• [Problem requirements]
Your answer should consist only of the lines below from the one with "let description = FormatDescription::from_value(description)?;" through the one with "is not available", copied exactly.

++++++++++

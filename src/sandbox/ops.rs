//! Native ops backing the guest globals.
//!
//! Every op reads the per-isolate [`OpContext`] from the op state. Ops that
//! mutate request storage or create builders check the invocation's
//! [`CapabilitySet`] first.

use std::cell::RefCell;
use std::collections::HashMap;
use std::rc::Rc;
use std::str::FromStr;
use std::time::Duration;

use deno_core::error::AnyError;
use deno_core::{op2, OpState};
use serde_json::Value;
use tokio::sync::{mpsc, oneshot, Notify};
use tracing::{debug, warn};

use super::capabilities::CapabilitySet;
use super::protocol::{contains_marker, Frame};
use crate::builders::{new_builder, BuilderArena};
use crate::codecs::{self, json_patch};
use crate::format::{FormatDescription, Validation};
use crate::function::{LogLevel, OutputLine, OutputStream, RequestStorage, StorageAccess, StorageArea};

/// State shared by all ops of one isolate.
pub struct OpContext {
    pub execution_id: String,
    pub capabilities: CapabilitySet,
    pub arguments: Vec<Value>,
    pub storage: RequestStorage,
    pub frames: mpsc::UnboundedSender<Frame>,
    pub completion: Option<oneshot::Sender<String>>,
    pub max_output_bytes: usize,
    /// Also bounds native buffers handed back to the guest.
    pub max_heap_bytes: usize,
    output_bytes: usize,
    truncated: bool,
    timers: HashMap<u32, Rc<Notify>>,
    builders: BuilderArena,
}

impl OpContext {
    #[allow(clippy::too_many_arguments)]
    pub fn new(
        execution_id: impl Into<String>,
        capabilities: CapabilitySet,
        arguments: Vec<Value>,
        storage: RequestStorage,
        frames: mpsc::UnboundedSender<Frame>,
        completion: oneshot::Sender<String>,
        max_output_bytes: usize,
        max_heap_bytes: usize,
    ) -> Self {
        Self {
            execution_id: execution_id.into(),
            capabilities,
            arguments,
            storage,
            frames,
            completion: Some(completion),
            max_output_bytes,
            max_heap_bytes,
            output_bytes: 0,
            truncated: false,
            timers: HashMap::new(),
            builders: BuilderArena::default(),
        }
    }

    /// Forwards one diagnostic line, dropping everything past the output cap.
    ///
    /// Lines are counted as encoded on the child's stdout, newline included,
    /// so a child that stays under the cap never trips the host's stdout
    /// budget with diagnostics alone.
    fn forward(&mut self, line: OutputLine) {
        let frame = Frame::Output(line);
        self.output_bytes = self.output_bytes.saturating_add(frame.encode().len() + 1);
        if self.output_bytes > self.max_output_bytes {
            if !self.truncated {
                self.truncated = true;
                let notice = OutputLine::new(
                    &self.execution_id,
                    OutputStream::Stderr,
                    LogLevel::Warn,
                    format!("output exceeded {} bytes; further lines dropped", self.max_output_bytes),
                );
                let _ = self.frames.send(Frame::Output(notice));
            }
            return;
        }
        let _ = self.frames.send(frame);
    }

    fn writable(&self, area: StorageArea) -> Result<(), AnyError> {
        match self.capabilities.storage_access() {
            StorageAccess::ReadWrite => Ok(()),
            StorageAccess::ReadOnly => Err(anyhow::anyhow!(
                "request storage {} is read-only for {} functions",
                area_name(area),
                self.capabilities.kind
            )),
        }
    }
}

fn area_name(area: StorageArea) -> &'static str {
    match area {
        StorageArea::Env => "env",
        StorageArea::Data => "data",
    }
}

fn context(state: &mut OpState) -> &mut OpContext {
    state.borrow_mut::<OpContext>()
}

fn area(name: &str) -> Result<StorageArea, AnyError> {
    StorageArea::from_str(name).map_err(|e| anyhow::anyhow!(e))
}

// ── Console & completion ────────────────────────────────

#[op2(fast)]
fn op_sandbox_log(
    state: &mut OpState,
    #[string] stream: &str,
    #[string] level: &str,
    #[string] group: &str,
    #[string] message: &str,
) {
    let ctx = context(state);
    if contains_marker(message) {
        debug!(execution_id = %ctx.execution_id, "suppressed guest output containing a protocol marker");
        return;
    }
    let stream = if stream == "stderr" {
        OutputStream::Stderr
    } else {
        OutputStream::Stdout
    };
    let level = LogLevel::from_str(level).unwrap_or(LogLevel::Info);
    let mut line = OutputLine::new(&ctx.execution_id, stream, level, message);
    if !group.is_empty() {
        line = line.with_group(group);
    }
    ctx.forward(line);
}

#[op2(fast)]
fn op_sandbox_complete(state: &mut OpState, #[string] encoded: String) {
    let ctx = context(state);
    match ctx.completion.take() {
        Some(sender) => {
            let _ = sender.send(encoded);
        }
        None => warn!(execution_id = %ctx.execution_id, "ignoring a second completion"),
    }
}

#[op2]
#[serde]
fn op_sandbox_arguments(state: &mut OpState) -> Vec<serde_json::Value> {
    std::mem::take(&mut context(state).arguments)
}

// ── Request storage ─────────────────────────────────────

#[op2]
#[serde]
fn op_sandbox_storage_get(
    state: &mut OpState,
    #[string] area_name: &str,
    #[string] key: &str,
) -> Result<Option<serde_json::Value>, AnyError> {
    Ok(context(state).storage.get(area(area_name)?, key))
}

#[op2]
#[serde]
fn op_sandbox_storage_keys(state: &mut OpState, #[string] area_name: &str) -> Result<Vec<String>, AnyError> {
    Ok(context(state).storage.keys(area(area_name)?))
}

#[op2]
fn op_sandbox_storage_set(
    state: &mut OpState,
    #[string] area_name: &str,
    #[string] key: String,
    #[serde] value: serde_json::Value,
) -> Result<(), AnyError> {
    let area = area(area_name)?;
    let ctx = context(state);
    ctx.writable(area)?;
    ctx.storage.set(area, key, value);
    Ok(())
}

#[op2(fast)]
fn op_sandbox_storage_delete(
    state: &mut OpState,
    #[string] area_name: &str,
    #[string] key: &str,
) -> Result<bool, AnyError> {
    let area = area(area_name)?;
    let ctx = context(state);
    ctx.writable(area)?;
    Ok(ctx.storage.delete(area, key))
}

// ── Timers ──────────────────────────────────────────────

/// Resolves `true` once `millis` elapse, `false` if cancelled first.
#[op2(async)]
async fn op_sandbox_timer_start(state: Rc<RefCell<OpState>>, id: u32, millis: f64) -> bool {
    let notify = Rc::new(Notify::new());
    context(&mut state.borrow_mut()).timers.insert(id, notify.clone());
    let delay = Duration::from_millis(millis.max(0.0) as u64);
    let fired = tokio::select! {
        _ = tokio::time::sleep(delay) => true,
        _ = notify.notified() => false,
    };
    context(&mut state.borrow_mut()).timers.remove(&id);
    fired
}

#[op2(fast)]
fn op_sandbox_timer_cancel(state: &mut OpState, id: u32) {
    if let Some(notify) = context(state).timers.remove(&id) {
        notify.notify_one();
    }
}

// ── Codecs ──────────────────────────────────────────────

#[op2]
#[serde]
fn op_sandbox_yaml_parse(#[string] text: &str) -> Result<serde_json::Value, AnyError> {
    Ok(codecs::yaml_parse(text)?)
}

#[op2]
#[string]
fn op_sandbox_yaml_stringify(#[serde] value: serde_json::Value) -> Result<String, AnyError> {
    Ok(codecs::yaml_stringify(&value)?)
}

#[op2]
#[serde]
fn op_sandbox_toml_parse(#[string] text: &str) -> Result<serde_json::Value, AnyError> {
    Ok(codecs::toml_parse(text)?)
}

#[op2]
#[string]
fn op_sandbox_toml_stringify(#[serde] value: serde_json::Value) -> Result<String, AnyError> {
    Ok(codecs::toml_stringify(&value)?)
}

#[op2]
#[serde]
fn op_sandbox_json_patch_apply(
    #[serde] document: serde_json::Value,
    #[serde] operations: Vec<serde_json::Value>,
) -> Result<serde_json::Value, AnyError> {
    Ok(json_patch::apply(&document, &operations)?)
}

#[op2]
#[serde]
fn op_sandbox_json_patch_compare(#[serde] from: serde_json::Value, #[serde] to: serde_json::Value) -> Vec<serde_json::Value> {
    json_patch::compare(&from, &to)
}

#[op2]
#[string]
fn op_sandbox_gzip(#[string] text: &str) -> Result<String, AnyError> {
    Ok(codecs::gzip(text)?)
}

#[op2]
#[string]
fn op_sandbox_gunzip(state: &mut OpState, #[string] encoded: &str) -> Result<String, AnyError> {
    let limit = context(state).max_heap_bytes;
    Ok(codecs::gunzip(encoded, limit)?)
}

#[op2]
#[string]
fn op_sandbox_base64_encode(#[string] text: &str) -> String {
    codecs::base64_encode(text)
}

#[op2]
#[string]
fn op_sandbox_base64_decode(#[string] encoded: &str) -> Result<String, AnyError> {
    Ok(codecs::base64_decode(encoded)?)
}

// ── Validation formats ──────────────────────────────────

#[op2]
#[serde]
fn op_sandbox_format_validate(
    #[serde] description: serde_json::Value,
    #[serde] value: serde_json::Value,
    defined: bool,
) -> Result<Validation, AnyError> {
    let description = FormatDescription::from_value(description)?;
    let value = defined.then_some(value);
    Ok(description.validate(value.as_ref())?)
}

/// Normalizes a description, rejecting malformed ones.
#[op2]
#[serde]
fn op_sandbox_format_check(#[serde] description: serde_json::Value) -> Result<FormatDescription, AnyError> {
    Ok(FormatDescription::from_value(description)?)
}

// ── Builders ────────────────────────────────────────────

fn allowed<'a>(ctx: &OpContext, name: &'a str) -> Result<&'a str, AnyError> {
    if ctx.capabilities.allows_builder(name) {
        Ok(name)
    } else {
        Err(anyhow::anyhow!(
            "{name} is not available to {} functions",
            ctx.capabilities.kind
        ))
    }
}

#[op2]
#[serde]
fn op_sandbox_builder_methods(state: &mut OpState, #[string] name: &str) -> Result<Vec<String>, AnyError> {
    let name = allowed(context(state), name)?;
    let builder = new_builder(name)?;
    Ok(builder.methods().iter().map(|m| m.to_string()).collect())
}

#[op2(fast)]
fn op_sandbox_builder_new(state: &mut OpState, #[string] name: &str) -> Result<u32, AnyError> {
    let ctx = context(state);
    let name = allowed(ctx, name)?;
    Ok(ctx.builders.create(name)?)
}

#[op2]
fn op_sandbox_builder_call(
    state: &mut OpState,
    handle: u32,
    #[string] method: &str,
    #[serde] args: Vec<serde_json::Value>,
) -> Result<(), AnyError> {
    Ok(context(state).builders.call(handle, method, &args)?)
}

#[op2]
#[serde]
fn op_sandbox_builder_build(state: &mut OpState, handle: u32) -> Result<serde_json::Value, AnyError> {
    Ok(context(state).builders.build(handle)?)
}

deno_core::extension!(
    func_sandbox,
    ops = [
        op_sandbox_log,
        op_sandbox_complete,
        op_sandbox_arguments,
        op_sandbox_storage_get,
        op_sandbox_storage_keys,
        op_sandbox_storage_set,
        op_sandbox_storage_delete,
        op_sandbox_timer_start,
        op_sandbox_timer_cancel,
        op_sandbox_yaml_parse,
        op_sandbox_yaml_stringify,
        op_sandbox_toml_parse,
        op_sandbox_toml_stringify,
        op_sandbox_json_patch_apply,
        op_sandbox_json_patch_compare,
        op_sandbox_gzip,
        op_sandbox_gunzip,
        op_sandbox_base64_encode,
        op_sandbox_base64_decode,
        op_sandbox_format_validate,
        op_sandbox_format_check,
        op_sandbox_builder_methods,
        op_sandbox_builder_new,
        op_sandbox_builder_call,
        op_sandbox_builder_build,
    ],
);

++++++++++

• [Task response]
    let description = FormatDescription::from_value(description)?;
    let value = defined.then_some(value);
    Ok(description.validate(value.as_ref())?)
}

/// Normalizes a description, rejecting malformed ones.
#[op2]
#[serde]
fn op_sandbox_format_check(#[serde] description: serde_json::Value) -> Result<FormatDescription, AnyError> {
    Ok(FormatDescription::from_value(description)?)
}

// ── Builders ────────────────────────────────────────────

fn allowed<'a>(ctx: &OpContext, name: &'a str) -> Result<&'a str, AnyError> {
    if ctx.capabilities.allows_builder(name) {
        Ok(name)
    } else {
        Err(anyhow::anyhow!(
            "{name} is not available to {} functions",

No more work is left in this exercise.